You can’t make a system smarter than you corrigible, because to make something corrigible you have to understand it, but if it’s smarter than you, you don’t in fact understand it. This would be a good place to ask you what you understand by intelligence, since it’s the reason you believe otherwise. Specifically, tell me what sort of system you imagine an AGI to be such that it is both smarter than us and corrigible. Tell me what that means, however you please.
Let’s go through everything you believe “we can do to achieve safety”. Nota bene: when I speak about alignment I employ any one of the definitions you would normally interpret according to context(as it applies to the question of an AGI being safe). Specifically, tell me what it is that you think makes it so we can make systems more complex than ourselves safe. Or, if your claim is that safety doesn’t have to be demonstrated because it’s a law of physics, then we can debate what you understand by safety. Kindly tell me what makes it so everything is safe and as such nothing has to be defended as having that trait.

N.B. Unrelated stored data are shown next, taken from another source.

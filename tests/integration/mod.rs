// Copyright (c) 2025 TexasFortress.AI
// This Source Code Form is subject to the terms of the Mozilla Public
// License, v. 2.0. If a copy of the MPL was not distributed with this
// file, You can obtain one at http://mozilla.org/MPL/2.0/.

#[path = "../common/mod.rs"]
mod common;

mod cleaner;
mod pool_manager;
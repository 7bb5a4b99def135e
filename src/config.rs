// Copyright (c) 2025 TexasFortress.AI
// This Source Code Form is subject to the terms of the Mozilla Public
// License, v. 2.0. If a copy of the MPL was not distributed with this
// file, You can obtain one at http://mozilla.org/MPL/2.0/.

use std::time::Duration;

use chrono::{DateTime, Utc};
use config::{Environment, File};
use serde::{Deserialize, Serialize};
use thiserror::Error;

use crate::account::{AccountId, StoredToken, TokenStatus};
use crate::cleaner::{DEFAULT_BATCH_SIZE, DEFAULT_MAX_CONCURRENCY};
use crate::connection_pool::PoolConfig;
use crate::imap::oauth2::{OAuthClientConfig, OAuthProvider};
use crate::imap::{AuthType, ConnectionConfig};
use crate::net::ProxySettings;

#[derive(Debug, Clone, Serialize, Deserialize)]
pub struct LogConfig {
    pub level: String,
}

impl Default for LogConfig {
    fn default() -> Self {
        LogConfig { level: "info".to_string() }
    }
}

#[derive(Debug, Clone, Serialize, Deserialize)]
pub struct PoolSettings {
    pub max_size: usize,
    pub idle_timeout_secs: u64,
}

impl PoolSettings {
    pub fn pool_config(&self) -> PoolConfig {
        PoolConfig {
            max_size: self.max_size,
            idle_timeout: Duration::from_secs(self.idle_timeout_secs),
            ..PoolConfig::default()
        }
    }

    /// Pool options for a run with `concurrency` folder workers: one session per worker.
    pub fn pool_config_for(&self, concurrency: usize) -> PoolConfig {
        PoolConfig {
            max_size: concurrency.max(1),
            ..self.pool_config()
        }
    }
}

#[derive(Debug, Clone, Serialize, Deserialize)]
pub struct CleanerSettings {
    pub batch_size: i64,
    pub max_concurrency: i64,
}

/// One mailbox as configured on disk.
#[derive(Debug, Clone, Serialize, Deserialize)]
pub struct AccountSettings {
    pub id: AccountId,
    pub email: String,
    /// `host` or `host:port`
    pub server: String,
    #[serde(default)]
    pub auth_type: AuthType,
    #[serde(default)]
    pub password: String,
    #[serde(default)]
    pub access_token: Option<String>,
    #[serde(default)]
    pub refresh_token: Option<String>,
    #[serde(default)]
    pub token_expires_at: Option<DateTime<Utc>>,
    #[serde(default)]
    pub oauth_provider: Option<OAuthProvider>,
    #[serde(default)]
    pub client_id: Option<String>,
    #[serde(default)]
    pub client_secret: Option<String>,
}

impl AccountSettings {
    /// Connection parameters without a token; OAuth2 accounts get theirs from the token manager.
    pub fn connection_config(&self) -> ConnectionConfig {
        match self.auth_type {
            AuthType::Password => ConnectionConfig::password(&self.server, &self.email, &self.password),
            AuthType::OAuth2 => ConnectionConfig {
                server: self.server.clone(),
                username: self.email.clone(),
                auth_type: AuthType::OAuth2,
                access_token: self.access_token.clone(),
                ..Default::default()
            },
        }
    }

    /// Initial token store entry for an OAuth2 account.
    pub fn stored_token(&self) -> Option<StoredToken> {
        if !self.auth_type.is_oauth2() {
            return None;
        }
        Some(StoredToken {
            access_token: self.access_token.clone().unwrap_or_default(),
            refresh_token: self.refresh_token.clone(),
            expires_at: self.token_expires_at,
            status: TokenStatus::Valid,
            error_message: None,
            client: OAuthClientConfig {
                provider: self.oauth_provider?,
                client_id: self.client_id.clone().unwrap_or_default(),
                client_secret: self.client_secret.clone(),
            },
        })
    }
}

#[derive(Debug, Clone, Serialize, Deserialize)]
pub struct Settings {
    pub log: LogConfig,
    #[serde(default)]
    pub proxy: ProxySettings,
    pub pool: PoolSettings,
    pub cleaner: CleanerSettings,
    #[serde(default)]
    pub accounts: Vec<AccountSettings>,
}

#[derive(Error, Debug)]
pub enum SettingsError {
    #[error("Failed to load or parse configuration: {0}")]
    LoadError(#[from] config::ConfigError),
}

impl Settings {
    /// Loads defaults, then `config_path` (TOML) if given, then
    /// `MAILSWEEP_*` environment variables (`MAILSWEEP_POOL__MAX_SIZE=5`).
    pub fn new(config_path: Option<&str>) -> Result<Self, SettingsError> {
        let defaults = PoolConfig::default();
        let mut builder = config::Config::builder()
            .set_default("log.level", "info")?
            .set_default("proxy.type", "none")?
            .set_default("proxy.host", "")?
            .set_default("proxy.port", 0)?
            .set_default("proxy.enabled", false)?
            .set_default("pool.max_size", defaults.max_size as u64)?
            .set_default("pool.idle_timeout_secs", defaults.idle_timeout.as_secs())?
            .set_default("cleaner.batch_size", DEFAULT_BATCH_SIZE as i64)?
            .set_default("cleaner.max_concurrency", DEFAULT_MAX_CONCURRENCY as i64)?;

        if let Some(path) = config_path {
            builder = builder.add_source(File::with_name(path));
        }

        builder = builder.add_source(
            Environment::with_prefix("MAILSWEEP")
                .prefix_separator("_")
                .separator("__")
                .try_parsing(true)
                .ignore_empty(true),
        );

        Ok(builder.build()?.try_deserialize()?)
    }

    pub fn account(&self, id: AccountId) -> Option<&AccountSettings> {
        self.accounts.iter().find(|a| a.id == id)
    }
}
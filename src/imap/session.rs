// Copyright (c) 2025 TexasFortress.AI
// This Source Code Form is subject to the terms of the Mozilla Public
// License, v. 2.0. If a copy of the MPL was not distributed with this
// file, You can obtain one at http://mozilla.org/MPL/2.0/.

use std::time::Duration;

use async_imap::types::Fetch;
use async_trait::async_trait;
use futures_util::stream::TryStreamExt;
use log::debug;
use tokio::net::TcpStream as TokioTcpStream;
use tokio::time::timeout;
use tokio_util::compat::Compat;

use crate::imap::error::ImapError;
use crate::imap::types::{EnvelopeSummary, MailboxInfo};
use crate::utils::mime_decoder::decode_mime_header;

// Type aliases
pub type TlsCompatibleStream = Compat<tokio_rustls::client::TlsStream<TokioTcpStream>>;
pub type TlsImapSession = async_imap::Session<TlsCompatibleStream>;

/// How long a best-effort LOGOUT may take when a session is discarded.
pub const LOGOUT_TIMEOUT: Duration = Duration::from_secs(5);

/// One authenticated, stateful IMAP session.
///
/// Borrowers own the session exclusively, so every operation takes `&mut self`.
#[async_trait]
pub trait MailSession: Send + Sync {
    /// Selects a folder read-write.
    async fn select_folder(&mut self, name: &str) -> Result<MailboxInfo, ImapError>;

    /// Runs `UID SEARCH` with a rendered criteria string.
    async fn uid_search(&mut self, query: &str) -> Result<Vec<u32>, ImapError>;

    /// Fetches the envelope of each UID in the selected folder.
    async fn fetch_envelopes(&mut self, uids: &[u32]) -> Result<Vec<EnvelopeSummary>, ImapError>;

    /// Adds `\Deleted` to the given UIDs.
    async fn mark_deleted(&mut self, uids: &[u32]) -> Result<(), ImapError>;

    /// Permanently removes messages flagged `\Deleted`.
    async fn expunge(&mut self) -> Result<(), ImapError>;

    /// Lightweight round-trip used as a liveness probe.
    async fn noop(&mut self) -> Result<(), ImapError>;

    async fn logout(&mut self) -> Result<(), ImapError>;
}

/// Logs a discarded session out, bounded by [`LOGOUT_TIMEOUT`]. Errors are ignored.
pub async fn close_session(mut session: Box<dyn MailSession>) {
    match timeout(LOGOUT_TIMEOUT, session.logout()).await {
        Ok(Ok(())) => {}
        Ok(Err(e)) => debug!("Logout failed while closing session: {}", e),
        Err(_) => debug!("Logout timed out while closing session"),
    }
}

/// Renders UIDs as a compact IMAP sequence set, e.g. `1:3,7,9:10`.
pub fn uid_set(uids: &[u32]) -> String {
    let mut sorted = uids.to_vec();
    sorted.sort_unstable();
    sorted.dedup();

    let mut parts: Vec<String> = Vec::new();
    let mut iter = sorted.into_iter();
    let Some(first) = iter.next() else {
        return String::new();
    };
    let (mut start, mut end) = (first, first);
    for uid in iter {
        if uid == end + 1 {
            end = uid;
            continue;
        }
        parts.push(range_part(start, end));
        start = uid;
        end = uid;
    }
    parts.push(range_part(start, end));
    parts.join(",")
}

fn range_part(start: u32, end: u32) -> String {
    if start == end {
        start.to_string()
    } else {
        format!("{}:{}", start, end)
    }
}

/// async-imap backed [`MailSession`].
pub struct AsyncImapSessionWrapper {
    session: TlsImapSession,
}

impl AsyncImapSessionWrapper {
    pub fn new(session: TlsImapSession) -> Self {
        Self { session }
    }
}

#[async_trait]
impl MailSession for AsyncImapSessionWrapper {
    async fn select_folder(&mut self, name: &str) -> Result<MailboxInfo, ImapError> {
        let mailbox = self.session.select(name).await?;
        Ok(MailboxInfo {
            name: name.to_string(),
            exists: mailbox.exists,
        })
    }

    async fn uid_search(&mut self, query: &str) -> Result<Vec<u32>, ImapError> {
        let found = self.session.uid_search(query).await?;
        let mut uids: Vec<u32> = found.into_iter().collect();
        uids.sort_unstable();
        Ok(uids)
    }

    async fn fetch_envelopes(&mut self, uids: &[u32]) -> Result<Vec<EnvelopeSummary>, ImapError> {
        if uids.is_empty() {
            return Ok(Vec::new());
        }
        let fetches: Vec<Fetch> = self
            .session
            .uid_fetch(uid_set(uids), "(UID ENVELOPE)")
            .await?
            .try_collect()
            .await?;
        Ok(fetches.iter().filter_map(envelope_summary).collect())
    }

    async fn mark_deleted(&mut self, uids: &[u32]) -> Result<(), ImapError> {
        if uids.is_empty() {
            return Ok(());
        }
        let _: Vec<Fetch> = self
            .session
            .uid_store(uid_set(uids), "+FLAGS.SILENT (\\Deleted)")
            .await?
            .try_collect()
            .await?;
        Ok(())
    }

    async fn expunge(&mut self) -> Result<(), ImapError> {
        let _: Vec<u32> = self.session.expunge().await?.try_collect().await?;
        Ok(())
    }

    async fn noop(&mut self) -> Result<(), ImapError> {
        self.session.noop().await.map_err(ImapError::from)
    }

    async fn logout(&mut self) -> Result<(), ImapError> {
        self.session.logout().await.map_err(ImapError::from)
    }
}

fn envelope_summary(fetch: &Fetch) -> Option<EnvelopeSummary> {
    let uid = fetch.uid?;
    let envelope = fetch.envelope()?;

    let from = envelope
        .from
        .as_ref()
        .map(|addrs| {
            addrs
                .iter()
                .filter_map(|addr| {
                    let mailbox = addr.mailbox.as_ref()?;
                    let mailbox = String::from_utf8_lossy(mailbox);
                    match addr.host.as_ref() {
                        Some(host) => Some(format!("{}@{}", mailbox, String::from_utf8_lossy(host))),
                        None => Some(mailbox.into_owned()),
                    }
                })
                .collect()
        })
        .unwrap_or_default();

    let subject = envelope
        .subject
        .as_ref()
        .map(|raw| decode_mime_header(&String::from_utf8_lossy(raw)));

    Some(EnvelopeSummary { uid, from, subject })
}
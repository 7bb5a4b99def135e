// Copyright (c) 2025 TexasFortress.AI
// This Source Code Form is subject to the terms of the Mozilla Public
// License, v. 2.0. If a copy of the MPL was not distributed with this
// file, You can obtain one at http://mozilla.org/MPL/2.0/.

//! Bulk deletion across folders.
//!
//! A [`Cleaner`] runs one [`CleanRequest`] at a time. Folders are cleaned in
//! parallel, bounded by the request's concurrency, each on a session borrowed
//! from the account's [`ConnectionPool`]. Progress is reported on a bounded
//! channel obtained with [`Cleaner::take_progress`]; events are dropped when
//! the consumer falls behind. The channel is closed after the final event of
//! each run and a fresh one is installed for the next.

mod folder;
pub mod types;

use std::sync::{Arc, Mutex as StdMutex};
use std::time::Instant;

use log::{error, info, warn};
use tokio::sync::{mpsc, Semaphore};
use tokio_util::sync::CancellationToken;

use crate::connection_pool::{ConnectionPool, PoolError};
use folder::{FolderWorker, RunContext};

pub use types::{
    CleanError, CleanProgress, CleanRequest, CleanResult, CleanStatus, CleanerConfig,
    FolderCleanStat, FolderStatus, DEFAULT_BATCH_SIZE, DEFAULT_MAX_CONCURRENCY,
};

#[derive(Default)]
struct RunState {
    running: bool,
    cancel: Option<CancellationToken>,
}

struct ProgressChannel {
    tx: Option<mpsc::Sender<CleanProgress>>,
    rx: Option<mpsc::Receiver<CleanProgress>>,
}

impl ProgressChannel {
    fn new(buffer: usize) -> Self {
        let (tx, rx) = mpsc::channel(buffer.max(1));
        Self {
            tx: Some(tx),
            rx: Some(rx),
        }
    }
}

pub struct Cleaner {
    pool: Arc<ConnectionPool>,
    owns_pool: bool,
    config: CleanerConfig,
    state: StdMutex<RunState>,
    progress: StdMutex<ProgressChannel>,
}

/// Resets the run state when a run ends, however it ends.
struct RunGuard<'a> {
    cleaner: &'a Cleaner,
}

impl Drop for RunGuard<'_> {
    fn drop(&mut self) {
        if let Ok(mut state) = self.cleaner.state.lock() {
            state.running = false;
            state.cancel = None;
        }
        if let Ok(mut progress) = self.cleaner.progress.lock() {
            *progress = ProgressChannel::new(self.cleaner.config.progress_buffer);
        }
    }
}

impl Cleaner {
    /// Cleaner over a shared pool, left open after each run.
    pub fn new(pool: Arc<ConnectionPool>) -> Self {
        Self::with_config(pool, CleanerConfig::default())
    }

    pub fn with_config(pool: Arc<ConnectionPool>, config: CleanerConfig) -> Self {
        Self {
            pool,
            owns_pool: false,
            progress: StdMutex::new(ProgressChannel::new(config.progress_buffer)),
            config,
            state: StdMutex::new(RunState::default()),
        }
    }

    /// Cleaner that closes `pool` when a run finishes. It is single-use: later
    /// calls to [`Cleaner::clean`] fail with [`PoolError::Closed`].
    pub fn with_owned_pool(pool: Arc<ConnectionPool>) -> Self {
        Self {
            owns_pool: true,
            ..Self::new(pool)
        }
    }

    /// Receiver for the next (or current) run's progress events.
    /// Returns `None` if it was already taken.
    pub fn take_progress(&self) -> Option<mpsc::Receiver<CleanProgress>> {
        self.progress.lock().ok().and_then(|mut p| p.rx.take())
    }

    pub fn is_running(&self) -> bool {
        self.state.lock().map(|s| s.running).unwrap_or(false)
    }

    /// Requests a cooperative stop of the active run. No-op when idle.
    pub fn cancel(&self) {
        if let Ok(state) = self.state.lock() {
            if let Some(token) = &state.cancel {
                info!("Cancelling clean run");
                token.cancel();
            }
        }
    }

    fn begin(&self) -> Result<(RunGuard<'_>, CancellationToken), CleanError> {
        let mut state = self
            .state
            .lock()
            .map_err(|_| CleanError::AlreadyRunning)?;
        if state.running {
            return Err(CleanError::AlreadyRunning);
        }
        let token = CancellationToken::new();
        state.running = true;
        state.cancel = Some(token.clone());
        Ok((RunGuard { cleaner: self }, token))
    }

    pub async fn clean(&self, request: CleanRequest) -> Result<CleanResult, CleanError> {
        let (_guard, cancel) = self.begin()?;
        if self.owns_pool && self.pool.is_closed().await {
            warn!("Cleaner's own pool was closed by an earlier run");
            return Err(PoolError::Closed.into());
        }
        let started = Instant::now();
        let progress_tx = self.progress.lock().ok().and_then(|mut p| p.tx.take());

        let outcome = self.run(request, cancel, progress_tx, started).await;

        if self.owns_pool {
            let stats = self.pool.stats().await;
            info!(
                "Closing connection pool: created={} reused={} health_failures={}",
                stats.created, stats.reused, stats.health_failures
            );
            self.pool.close().await;
        }
        outcome
    }

    async fn run(
        &self,
        request: CleanRequest,
        cancel: CancellationToken,
        progress: Option<mpsc::Sender<CleanProgress>>,
        started: Instant,
    ) -> Result<CleanResult, CleanError> {
        let account_id = request.account_id;
        let filter = match request.filter_spec() {
            Ok(filter) => filter,
            Err(e) => {
                error!("Rejecting clean request for account {}: {}", account_id, e);
                if let Some(tx) = &progress {
                    let _ = tx.try_send(CleanProgress {
                        account_id,
                        status: CleanStatus::Failed,
                        message: e.to_string(),
                        elapsed_seconds: started.elapsed().as_secs_f64(),
                        ..Default::default()
                    });
                }
                return Err(e);
            }
        };

        let concurrency = request.effective_concurrency();
        let folders = request.folders.clone();
        info!(
            "Cleaning {} folders for account {} (query: {}, concurrency {}, preview {})",
            folders.len(),
            account_id,
            filter.full_criteria(),
            concurrency,
            request.preview_only
        );

        let ctx = Arc::new(RunContext {
            pool: Arc::clone(&self.pool),
            cancel: cancel.clone(),
            progress,
            config: self.config.clone(),
            filter,
            account_id,
            total_folders: folders.len(),
            batch_size: request.effective_batch_size(),
            preview_only: request.preview_only,
            client_fallback: request.enable_client_fallback,
            started,
        });

        let semaphore = Arc::new(Semaphore::new(concurrency));
        let (result_tx, mut result_rx) = mpsc::channel(folders.len().max(1));
        let mut interrupted = false;
        let mut handles = Vec::with_capacity(folders.len());

        for (index, folder) in folders.into_iter().enumerate() {
            if cancel.is_cancelled() {
                interrupted = true;
                break;
            }
            let permit = tokio::select! {
                permit = Arc::clone(&semaphore).acquire_owned() => match permit {
                    Ok(permit) => permit,
                    Err(_) => {
                        interrupted = true;
                        break;
                    }
                },
                _ = cancel.cancelled() => {
                    interrupted = true;
                    break;
                }
            };

            let worker = FolderWorker::new(Arc::clone(&ctx), index, folder);
            let tx = result_tx.clone();
            handles.push(tokio::spawn(async move {
                let stat = worker.run().await;
                drop(permit);
                let _ = tx.send((index, stat)).await;
            }));
        }
        drop(result_tx);

        if interrupted {
            warn!(
                "Clean run for account {} cancelled after dispatching {} folders",
                account_id,
                handles.len()
            );
        }

        let mut collected = Vec::with_capacity(handles.len());
        while let Some(entry) = result_rx.recv().await {
            collected.push(entry);
        }
        for handle in handles {
            if let Err(e) = handle.await {
                error!("Folder worker task failed: {}", e);
            }
        }
        collected.sort_by_key(|(index, _)| *index);
        let folder_stats: Vec<FolderCleanStat> = collected.into_iter().map(|(_, s)| s).collect();

        let total_deleted = folder_stats.iter().map(|s| s.deleted_count).sum();
        let total_matched = folder_stats.iter().map(|s| s.matched_count).sum();
        let status = if interrupted || cancel.is_cancelled() {
            CleanStatus::Cancelled
        } else {
            CleanStatus::Completed
        };
        let duration = started.elapsed().as_secs_f64();

        let message = match (status, request.preview_only) {
            (CleanStatus::Cancelled, _) => {
                format!("Cancelled: {} messages deleted in {:.1}s", total_deleted, duration)
            }
            (_, true) => format!("Preview: {} matching messages", total_matched),
            _ => format!("Done: {} messages deleted in {:.1}s", total_deleted, duration),
        };
        info!("Account {}: {}", account_id, message);

        ctx.emit(CleanProgress {
            account_id,
            total_folders: ctx.total_folders,
            folder_index: folder_stats.len(),
            deleted_count: total_deleted,
            matched_count: total_matched,
            status,
            message,
            elapsed_seconds: duration,
            ..Default::default()
        });

        Ok(CleanResult {
            account_id,
            total_deleted,
            folder_stats,
            duration,
            status,
            error: None,
        })
    }
}
// Copyright (c) 2025 TexasFortress.AI
// This Source Code Form is subject to the terms of the Mozilla Public
// License, v. 2.0. If a copy of the MPL was not distributed with this
// file, You can obtain one at http://mozilla.org/MPL/2.0/.

pub mod client;
pub mod error;
pub mod oauth2;
pub mod search;
pub mod session;
pub mod types;
pub mod xoauth2;

pub use client::{ConnectionFactory, ImapConnectionFactory};
pub use error::ImapError;
pub use session::MailSession;
pub use types::{AuthType, ConnectionConfig, EnvelopeSummary, MailboxInfo, TokenRefresher};
// Copyright (c) 2025 TexasFortress.AI
// This Source Code Form is subject to the terms of the Mozilla Public
// License, v. 2.0. If a copy of the MPL was not distributed with this
// file, You can obtain one at http://mozilla.org/MPL/2.0/.

pub mod mime_decoder;
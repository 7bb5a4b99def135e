// Copyright (c) 2025 TexasFortress.AI
// This Source Code Form is subject to the terms of the Mozilla Public
// License, v. 2.0. If a copy of the MPL was not distributed with this
// file, You can obtain one at http://mozilla.org/MPL/2.0/.

//! Session factory: dial, TLS, greeting, authenticate.

use std::sync::Arc;
use std::time::Duration;

use async_imap::Client as AsyncImapClient;
use async_trait::async_trait;
use log::{debug, info, warn};
use rustls::pki_types::ServerName as PkiServerName;
use rustls::{ClientConfig, RootCertStore};
use tokio::time::{sleep, timeout};
use tokio_rustls::TlsConnector;
use tokio_util::compat::TokioAsyncReadCompatExt;

use crate::imap::error::ImapError;
use crate::imap::session::{AsyncImapSessionWrapper, MailSession, TlsCompatibleStream, TlsImapSession};
use crate::imap::types::ConnectionConfig;
use crate::imap::xoauth2::{XOAuth2Authenticator, MECHANISM as XOAUTH2};
use crate::net::proxy::Dialer;

pub const DIAL_TIMEOUT: Duration = Duration::from_secs(30);
pub const AUTH_TIMEOUT: Duration = Duration::from_secs(30);
pub const CONNECT_ATTEMPTS: u32 = 3;
const CONNECT_BACKOFF_STEP: Duration = Duration::from_secs(2);

/// Produces authenticated sessions for the pool.
#[async_trait]
pub trait ConnectionFactory: Send + Sync {
    async fn create(&self, config: &ConnectionConfig) -> Result<Box<dyn MailSession>, ImapError>;
}

/// Builds a TLS connector trusting the platform root store, TLS 1.2 minimum.
pub fn tls_connector() -> Result<TlsConnector, ImapError> {
    let mut roots = RootCertStore::empty();
    let certs = rustls_native_certs::load_native_certs()
        .map_err(|e| ImapError::Tls(format!("Failed to load native certificates: {}", e)))?;
    let (added, ignored) = roots.add_parsable_certificates(certs);
    debug!("Loaded {} native certs, ignored {}.", added, ignored);
    if roots.is_empty() {
        warn!("Root certificate store is empty; TLS handshakes will fail.");
    }

    let config = ClientConfig::builder_with_protocol_versions(&[
        &rustls::version::TLS13,
        &rustls::version::TLS12,
    ])
    .with_root_certificates(roots)
    .with_no_client_auth();
    Ok(TlsConnector::from(Arc::new(config)))
}

/// Connects and authenticates, retrying the whole sequence with linear backoff.
pub async fn connect(
    config: &ConnectionConfig,
    dialer: &dyn Dialer,
    tls: &TlsConnector,
) -> Result<Box<dyn MailSession>, ImapError> {
    let prefix = config.log_prefix();
    let mut last_err = ImapError::Unknown("no connection attempt made".to_string());

    for attempt in 1..=CONNECT_ATTEMPTS {
        if attempt > 1 {
            let backoff = CONNECT_BACKOFF_STEP * (attempt - 1);
            debug!("{} Retrying connect in {:?} (attempt {}/{})", prefix, backoff, attempt, CONNECT_ATTEMPTS);
            sleep(backoff).await;
        }

        match connect_once(config, dialer, tls).await {
            Ok(session) => {
                info!("{} IMAP session established", prefix);
                return Ok(Box::new(AsyncImapSessionWrapper::new(session)));
            }
            Err(e) => {
                warn!("{} Connect attempt {}/{} failed: {}", prefix, attempt, CONNECT_ATTEMPTS, e);
                let retryable = is_retryable(&e);
                last_err = e;
                if !retryable {
                    break;
                }
            }
        }
    }

    Err(last_err)
}

/// Every failure of the connect sequence is retried except a malformed server name.
fn is_retryable(err: &ImapError) -> bool {
    !matches!(err, ImapError::Config(_))
}

/// Connects, authenticates and logs out again.
pub async fn test_connection(
    config: &ConnectionConfig,
    dialer: &dyn Dialer,
    tls: &TlsConnector,
) -> Result<(), ImapError> {
    let mut session = connect(config, dialer, tls).await?;
    if let Err(e) = session.logout().await {
        debug!("{} Logout after connection test failed: {}", config.log_prefix(), e);
    }
    Ok(())
}

async fn connect_once(
    config: &ConnectionConfig,
    dialer: &dyn Dialer,
    tls: &TlsConnector,
) -> Result<TlsImapSession, ImapError> {
    let (host, port) = config.host_port();
    let server_name = PkiServerName::try_from(host.clone())
        .map_err(|_| ImapError::Config(format!("Invalid server name: {}", host)))?;

    let address = format!("{}:{}", host, port);
    debug!("{} Dialing {}", config.log_prefix(), address);
    let tcp = dialer.dial(&address, DIAL_TIMEOUT).await?;

    let tls_stream = timeout(DIAL_TIMEOUT, tls.connect(server_name, tcp))
        .await
        .map_err(|_| ImapError::Timeout("TLS handshake".to_string()))?
        .map_err(|e| ImapError::Tls(e.to_string()))?;

    let mut client = AsyncImapClient::new(tls_stream.compat());
    read_greeting(&mut client).await?;
    authenticate(client, config).await
}

async fn read_greeting(client: &mut AsyncImapClient<TlsCompatibleStream>) -> Result<(), ImapError> {
    match timeout(AUTH_TIMEOUT, client.read_response()).await {
        Ok(Some(Ok(_greeting))) => Ok(()),
        Ok(Some(Err(e))) => Err(ImapError::Connection(format!("Failed to read greeting: {}", e))),
        Ok(None) => Err(ImapError::Connection("Connection closed before greeting".to_string())),
        Err(_) => Err(ImapError::Timeout("server greeting".to_string())),
    }
}

async fn authenticate(
    client: AsyncImapClient<TlsCompatibleStream>,
    config: &ConnectionConfig,
) -> Result<TlsImapSession, ImapError> {
    let result = if config.auth_type.is_oauth2() {
        let token = config
            .access_token
            .as_deref()
            .filter(|t| !t.is_empty())
            .ok_or_else(|| ImapError::Auth("OAuth2 account has no access token".to_string()))?;
        let auth = XOAuth2Authenticator::new(&config.username, token);
        timeout(AUTH_TIMEOUT, client.authenticate(XOAUTH2, auth)).await
    } else {
        timeout(AUTH_TIMEOUT, client.login(&config.username, &config.password)).await
    };

    match result {
        Ok(Ok(session)) => Ok(session),
        // Dropping the returned client closes the transport.
        Ok(Err((e, _client))) => Err(ImapError::Auth(e.to_string())),
        Err(_) => Err(ImapError::Timeout("authentication".to_string())),
    }
}

/// Production [`ConnectionFactory`]: dials through `dialer` and shares one TLS config.
#[derive(Clone)]
pub struct ImapConnectionFactory {
    dialer: Arc<dyn Dialer>,
    tls: TlsConnector,
}

impl ImapConnectionFactory {
    pub fn new(dialer: Arc<dyn Dialer>) -> Result<Self, ImapError> {
        Ok(Self {
            dialer,
            tls: tls_connector()?,
        })
    }

    pub async fn test_connection(&self, config: &ConnectionConfig) -> Result<(), ImapError> {
        test_connection(config, self.dialer.as_ref(), &self.tls).await
    }
}

#[async_trait]
impl ConnectionFactory for ImapConnectionFactory {
    async fn create(&self, config: &ConnectionConfig) -> Result<Box<dyn MailSession>, ImapError> {
        connect(config, self.dialer.as_ref(), &self.tls).await
    }
}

Alternatively, if you admit that you don’t know that AGI can be safe, I would ask you why you want to create it to start with. Is there something else you consider more dangerous than AGI that you want AGI to protect you from? Which is? Let’s assume we get into that conversation, and there is such a thing, next you should tell me what reasons you have for finding that thing more dangerous than AGI.
Note, these are mere suggestions, feel free to reply however you want, of course. I will try to align with your understanding such as to make my arguments further regardless, and I’ll gladly update my beliefs by adopting yours if they prove to be more coherent than mine.
Anything short of human is apocalyptic because humans are the only entities we’re aware of that actively seek to protect humanity as a whole. The rest of the cosmos is actively trying to kill us. This is universally true. We have no reason at all to think it is possible for anything not to want to kill us, or not succeed in doing so if we gave it control over our environment. Things observe their own laws of action, including things that resemble us, but are not us. Those laws are not identical with our laws, and as such, are at odds. If given too much discretion, they will erode our experience to the point of deletion.
I would tell you that one of us has a more correct view on this than the other. It is in both our interest that we discover who does. Because regardless of who it is, both parties are interested in either of the two making better decisions. You agree with this, yes?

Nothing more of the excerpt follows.